Speaking at the 45th World Economic Forum Annual Meeting in Davos-Klosters, Switzerland, US Secretary of State John F Kerry has vowed that the civilised world will never bow to the threat of terrorism. “The 20th Century was defined by the civilised struggle to uphold the values of freedom, democracy and the rule of law,” said Kerry. “We will not be derailed by criminal anarchists who illegitimately claim a religious cause.”
The first step, explained Kerry, is to defeat Daesh (the rebel group also known as ISIS). “They are better armed, better trained and have claimed more ground than any other terrorist group in history,” stated Kerry. “Daesh represents a threat to individual nation states as well as the entire region.”

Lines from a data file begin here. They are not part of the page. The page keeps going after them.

use rocket::response::status;
use rocket::serde::json::{self, Json};
use rocket::{FromForm, State};
use uuid::Uuid;

use crate::data::class::db::problem as class_problem;
use crate::data::class::db::ClassDbExt;
use crate::data::enrollment::db::problem as enrollment_problem;
use crate::data::enrollment::db::{
    EnrollmentCreateData, EnrollmentDbExt, EnrollmentFilter, EnrollmentJoinData,
    EnrollmentUpdateData,
};
use crate::data::enrollment::EnrollmentWithRelations;
use crate::db::Db;
use crate::middleware::paging::PageQuery;
use crate::resp::envelope::{Paginated, Pagination, Payload};
use crate::resp::problem::{problems, Problem};
use crate::resp::session::AuthSession;
use crate::validate::Violations;

/// Query filters of the enrollment listing, captured raw so malformed ids
/// surface as field violations.
#[derive(Debug, FromForm)]
pub struct EnrollmentListQuery<'r> {
    #[field(name = "classId")]
    class_id: Option<&'r str>,
    #[field(name = "studentId")]
    student_id: Option<&'r str>,
}

/// List enrollments with student and class resolved
#[utoipa::path(
    params(
        ("classId" = Option<String>, Query, description = "class id"),
        ("studentId" = Option<String>, Query, description = "student user id")
    ),
    responses(
        (status = 200, description = "Paginated enrollments"),
        (status = 403, description = "Caller is not an admin or teacher", body = Problem),
    ),
    security(("session" = []))
)]
#[get("/enrollments?<query..>")]
#[tracing::instrument]
pub async fn enrollment_list(
    query: EnrollmentListQuery<'_>,
    pages: PageQuery,
    session: AuthSession,
    db: &State<Db>,
) -> Result<Json<Paginated<EnrollmentWithRelations>>, Problem> {
    if !session.role.can_manage_enrollments() {
        return Err(problems::forbidden());
    }

    let mut violations = Violations::new();
    let paging = pages.resolve(&mut violations);

    let mut filter = EnrollmentFilter {
        student_id: query.student_id.map(str::to_owned),
        ..Default::default()
    };
    if let Some(raw) = query.class_id {
        match Uuid::parse_str(raw) {
            Ok(id) => filter.class_id = Some(id),
            Err(_) => violations.push("classId", "must be a UUID"),
        }
    }
    violations.finish()?;

    let (enrollments, total) = db.list_enrollments(&filter, paging).await?;
    Ok(Json(Paginated::new(
        enrollments,
        Pagination::new(paging.page, paging.limit, total),
    )))
}

/// Get one enrollment
#[utoipa::path(
    responses(
        (status = 200, description = "Enrollment with student and class resolved"),
        (status = 404, description = "Unknown enrollment", body = Problem),
    ),
    security(("session" = []))
)]
#[get("/enrollments/<id>")]
#[tracing::instrument]
pub async fn enrollment_get(
    id: Uuid,
    session: AuthSession,
    db: &State<Db>,
) -> Result<Json<Payload<EnrollmentWithRelations>>, Problem> {
    if !session.role.can_manage_enrollments() {
        return Err(problems::forbidden());
    }

    let enrollment = db
        .get_enrollment(id)
        .await?
        .ok_or_else(|| enrollment_problem::not_found(id))?;

    Ok(Json(Payload::new(enrollment)))
}

/// Enroll the caller into a class by id
#[utoipa::path(
    request_body = EnrollmentCreateData,
    responses(
        (status = 201, description = "Enrollment created for the session user"),
        (status = 404, description = "Unknown class", body = Problem),
        (status = 409, description = "Already enrolled", body = Problem),
    ),
    security(("session" = []))
)]
#[post("/enrollments", format = "application/json", data = "<data>")]
#[tracing::instrument]
pub async fn enrollment_create(
    data: Result<Json<EnrollmentCreateData>, json::Error<'_>>,
    session: AuthSession,
    db: &State<Db>,
) -> Result<status::Created<Json<Payload<EnrollmentWithRelations>>>, Problem> {
    let data = data.map_err(|e| problems::parse_problem(&e))?.into_inner();

    let class = db
        .get_class(data.class_id)
        .await?
        .ok_or_else(|| class_problem::not_found(data.class_id))?;

    let enrollment = db.create_enrollment(&session.user, class.class.id).await?;
    let location = format!("/api/enrollments/{}", enrollment.enrollment.id);

    Ok(status::Created::new(location)
        .body(Json(Payload::with_message(enrollment, "enrolled"))))
}

/// Enroll the caller into a class by invite code
#[utoipa::path(
    request_body = EnrollmentJoinData,
    responses(
        (status = 201, description = "Enrollment created for the session user"),
        (status = 404, description = "No class under this invite code", body = Problem),
        (status = 409, description = "Already enrolled", body = Problem),
    ),
    security(("session" = []))
)]
#[post("/enrollments/join", format = "application/json", data = "<data>")]
#[tracing::instrument]
pub async fn enrollment_join(
    data: Result<Json<EnrollmentJoinData>, json::Error<'_>>,
    session: AuthSession,
    db: &State<Db>,
) -> Result<status::Created<Json<Payload<EnrollmentWithRelations>>>, Problem> {
    let data = data.map_err(|e| problems::parse_problem(&e))?.into_inner();
    data.validate()?;

    let class = db
        .find_class_by_invite_code(&data.invite_code)
        .await?
        .ok_or_else(|| class_problem::invite_code_not_found(&data.invite_code))?;

    let enrollment = db.create_enrollment(&session.user, class.class.id).await?;
    let location = format!("/api/enrollments/{}", enrollment.enrollment.id);

    Ok(status::Created::new(location)
        .body(Json(Payload::with_message(enrollment, "enrolled"))))
}

/// Update an enrollment
#[utoipa::path(
    request_body = EnrollmentUpdateData,
    responses(
        (status = 200, description = "Updated enrollment"),
        (status = 404, description = "Unknown enrollment, student or class", body = Problem),
        (status = 409, description = "Target student is already enrolled there", body = Problem),
    ),
    security(("session" = []))
)]
#[put("/enrollments/<id>", format = "application/json", data = "<data>")]
#[tracing::instrument]
pub async fn enrollment_update(
    id: Uuid,
    data: Result<Json<EnrollmentUpdateData>, json::Error<'_>>,
    session: AuthSession,
    db: &State<Db>,
) -> Result<Json<Payload<EnrollmentWithRelations>>, Problem> {
    if !session.role.can_manage_enrollments() {
        return Err(problems::forbidden());
    }
    let data = data.map_err(|e| problems::parse_problem(&e))?.into_inner();
    data.validate()?;

    let enrollment = db.update_enrollment(id, data).await?;
    Ok(Json(Payload::new(enrollment)))
}

/// Delete an enrollment
#[utoipa::path(
    responses(
        (status = 200, description = "Enrollment deleted"),
        (status = 404, description = "Unknown enrollment", body = Problem),
    ),
    security(("session" = []))
)]
#[delete("/enrollments/<id>")]
#[tracing::instrument]
pub async fn enrollment_delete(
    id: Uuid,
    session: AuthSession,
    db: &State<Db>,
) -> Result<Json<Payload<Uuid>>, Problem> {
    if !session.role.can_manage_enrollments() {
        return Err(problems::forbidden());
    }

    db.delete_enrollment(id).await?;
    Ok(Json(Payload::with_message(id, "enrollment deleted")))
}

#[cfg(test)]
mod enrollment_endpoints {
    use rocket::http::{ContentType, Status};
    use rocket::local::asynchronous::Client;
    use serde_json::{json, Value};

    use crate::data::class::ClassWithRelations;
    use crate::db::Db;
    use crate::role::Role;
    use crate::testing::{self, fixtures};

    async fn classroom(client: &Client) -> ClassWithRelations {
        let db: &Db = client.rocket().state().expect("managed db");
        let department = fixtures::department(db, "CS").await;
        let subject = fixtures::subject(db, department.id, "CS101").await;
        let teacher = fixtures::user(db, "user_t1", Role::Teacher).await;
        fixtures::user(db, "user_s1", Role::Student).await;
        fixtures::class(db, subject.id, &teacher.id, "Intro").await
    }

    #[rocket::async_test]
    async fn joining_twice_yields_exactly_one_enrollment() {
        let client = testing::client().await;
        let class = classroom(&client).await;
        let body = json!({ "inviteCode": class.class.invite_code }).to_string();

        let response = client
            .post("/api/enrollments/join")
            .header(ContentType::JSON)
            .header(testing::bearer("user_s1", Role::Student))
            .body(&body)
            .dispatch()
            .await;
        assert_eq!(response.status(), Status::Created);
        assert!(response.headers().get_one("Location").is_some());

        let first: Value = response.into_json().await.expect("json body");
        assert_eq!(first["data"]["classId"], class.class.id.to_string());
        assert_eq!(first["data"]["student"]["id"], "user_s1");

        let response = client
            .post("/api/enrollments/join")
            .header(ContentType::JSON)
            .header(testing::bearer("user_s1", Role::Student))
            .body(&body)
            .dispatch()
            .await;
        assert_eq!(response.status(), Status::Conflict);

        let second: Value = response.into_json().await.expect("json body");
        assert_eq!(second["error"], "conflict");

        let db: &Db = client.rocket().state().expect("managed db");
        let rows: i64 = sqlx::query_scalar("SELECT COUNT(*) FROM enrollments")
            .fetch_one(db.pool())
            .await
            .expect("count");
        assert_eq!(rows, 1);
    }

    #[rocket::async_test]
    async fn unknown_invite_code_is_a_not_found() {
        let client = testing::client().await;
        classroom(&client).await;

        let response = client
            .post("/api/enrollments/join")
            .header(ContentType::JSON)
            .header(testing::bearer("user_s1", Role::Student))
            .body(json!({ "inviteCode": "ZZZZZZZZ" }).to_string())
            .dispatch()
            .await;
        assert_eq!(response.status(), Status::NotFound);

        let body: Value = response.into_json().await.expect("json body");
        assert_eq!(body["error"], "not_found");
    }

    #[rocket::async_test]
    async fn blank_invite_code_fails_validation() {
        let client = testing::client().await;

        let response = client
            .post("/api/enrollments/join")
            .header(ContentType::JSON)
            .header(testing::bearer("user_s1", Role::Student))
            .body(json!({ "inviteCode": "  " }).to_string())
            .dispatch()
            .await;
        assert_eq!(response.status(), Status::BadRequest);

        let body: Value = response.into_json().await.expect("json body");
        assert_eq!(body["error"], "validation_error");
    }

    #[rocket::async_test]
    async fn create_takes_the_student_from_the_session() {
        let client = testing::client().await;
        let class = classroom(&client).await;

        // The body carries no student; a body-supplied one could not be
        // injected even on behalf of an admin.
        let response = client
            .post("/api/enrollments")
            .header(ContentType::JSON)
            .header(testing::bearer("user_s1", Role::Student))
            .body(
                json!({ "classId": class.class.id, "studentId": "user_t1" }).to_string(),
            )
            .dispatch()
            .await;
        assert_eq!(response.status(), Status::Created);

        let body: Value = response.into_json().await.expect("json body");
        assert_eq!(body["data"]["studentId"], "user_s1");
    }

    #[rocket::async_test]
    async fn session_without_a_user_row_cannot_enroll() {
        let client = testing::client().await;
        let class = classroom(&client).await;

        let response = client
            .post("/api/enrollments")
            .header(ContentType::JSON)
            .header(testing::bearer("user_ghost", Role::Student))
            .body(json!({ "classId": class.class.id }).to_string())
            .dispatch()
            .await;
        assert_eq!(response.status(), Status::NotFound);

        let body: Value = response.into_json().await.expect("json body");
        assert_eq!(body["error"], "not_found");
    }

    #[rocket::async_test]
    async fn listing_is_closed_to_students() {
        let client = testing::client().await;

        let response = client
            .get("/api/enrollments")
            .header(testing::bearer("user_s1", Role::Student))
            .dispatch()
            .await;
        assert_eq!(response.status(), Status::Forbidden);

        let response = client
            .get("/api/enrollments")
            .header(testing::bearer("user_t1", Role::Teacher))
            .dispatch()
            .await;
        assert_eq!(response.status(), Status::Ok);
    }

    #[rocket::async_test]
    async fn listing_filters_by_class() {
        let client = testing::client().await;
        let class = classroom(&client).await;
        let db: &Db = client.rocket().state().expect("managed db");
        let other = fixtures::class(db, class.subject.id, &class.teacher.id, "Advanced").await;
        fixtures::enrollment(db, "user_s1", class.class.id).await;
        fixtures::enrollment(db, "user_s1", other.class.id).await;

        let response = client
            .get(format!("/api/enrollments?classId={}&studentId=user_s1", class.class.id))
            .header(testing::bearer("user_t1", Role::Teacher))
            .dispatch()
            .await;
        assert_eq!(response.status(), Status::Ok);

        let body: Value = response.into_json().await.expect("json body");
        assert_eq!(body["pagination"]["total"], 1);
        assert_eq!(body["data"][0]["class"]["id"], class.class.id.to_string());
    }

    #[rocket::async_test]
    async fn update_moves_and_delete_removes() {
        let client = testing::client().await;
        let class = classroom(&client).await;
        let db: &Db = client.rocket().state().expect("managed db");
        let other = fixtures::class(db, class.subject.id, &class.teacher.id, "Advanced").await;
        let enrollment = fixtures::enrollment(db, "user_s1", class.class.id).await;
        let uri = format!("/api/enrollments/{}", enrollment.enrollment.id);

        let response = client
            .put(&uri)
            .header(ContentType::JSON)
            .header(testing::bearer("user_s1", Role::Student))
            .body(json!({ "classId": other.class.id }).to_string())
            .dispatch()
            .await;
        assert_eq!(response.status(), Status::Forbidden);

        let response = client
            .put(&uri)
            .header(ContentType::JSON)
            .header(testing::bearer("user_a1", Role::Admin))
            .body(json!({ "classId": other.class.id }).to_string())
            .dispatch()
            .await;
        assert_eq!(response.status(), Status::Ok);

        let body: Value = response.into_json().await.expect("json body");
        assert_eq!(body["data"]["class"]["id"], other.class.id.to_string());

        let response = client
            .delete(&uri)
            .header(testing::bearer("user_t1", Role::Teacher))
            .dispatch()
            .await;
        assert_eq!(response.status(), Status::Ok);

        let response = client
            .get(&uri)
            .header(testing::bearer("user_t1", Role::Teacher))
            .dispatch()
            .await;
        assert_eq!(response.status(), Status::NotFound);
    }
}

Much has been achieved by the coalition of 60 partners formed to defeat Daesh, but the speed of progress is not yet fast enough. To succeed, Kerry asserted that Iraq also needs to enhance outreach efforts to its Sunni population.
Referring to Daesh-controlled areas that are languishing, as well as specific atrocities, Kerry explained that the world needs to see the terrorist group as it is rather than as it claims to be.
“To effectively combat violent extremism over the longer term, we need to better understand the underlying conditions,” said Kerry. “We cannot change minds without knowing what’s in them.”
This understanding, he emphasised, is not the same as acceptance. “There are no grounds of religion, ideology or politics that will ever justify the terrorist atrocities we see around the world,” said Kerry.
“Eliminating terrorists we confront today only solves part of the problem. We need to transform the very environment from which terrorism and fundamentalism arises. We need to take the longer term view, identify vulnerabilities early and do more to both counteract and prevent radicalisation.”
Kerry concluded his address on an optimistic note, citing historic international co-operation in the battle against Ebola, new trade pacts, progress towards an international climate change agreement and steps towards a peaceful resolution of the Iran nuclear negotiations.
“Freedom itself was attacked”
“It wasn’t only France that was attacked – freedom itself was attacked,” said President François Hollande of France. “It is the very foundation of our society which has found itself under assault.”
Like Kerry, Hollande was speaking at the 45th World Economic Forum Annual Meeting in Davos-Klosters. The President expressed the gratitude of the French people for the exceptional international solidarity shown in the aftermath of the recent attacks in Paris.
Highlighting France’s principles of unity and tolerance, Hollande said that any anti-Semitic attack is unacceptable, just as any anti-Muslim attack is unacceptable. “In France, every religion has an equal place,” he declared.
“The sources of terrorism cannot go unnamed,” Hollande stressed, referring to the Jihad movement, ISIS and Al-Qaeda. “Terrorism fuels itself by way of illicit flows of drugs, money and people. Terrorists are also using the Internet as a weapon of indoctrination, manipulation and confusion.”
Hollande called for an international shared response to terrorism by both Governments and businesses. “Europe must strengthen its border protection, enhance its tracking capabilities and invest in cyber defence and cyber security,” insisted Hollande.
Hollande feels the international community needs to do more to resolve existing conflicts and stabilise simmering global ‘hotspots’. “Every time the world lets a conflict linger then terrorism flourishes,” he explained. “France will always be present. Whenever it can act, it will.”
According to Hollande, France is determined to maintain its critical place in the world in the context of international relations as well as in the spheres of technology and industry. “The economy is a key determinant of security. Current economic growth is too weak and unemployment is too weak.”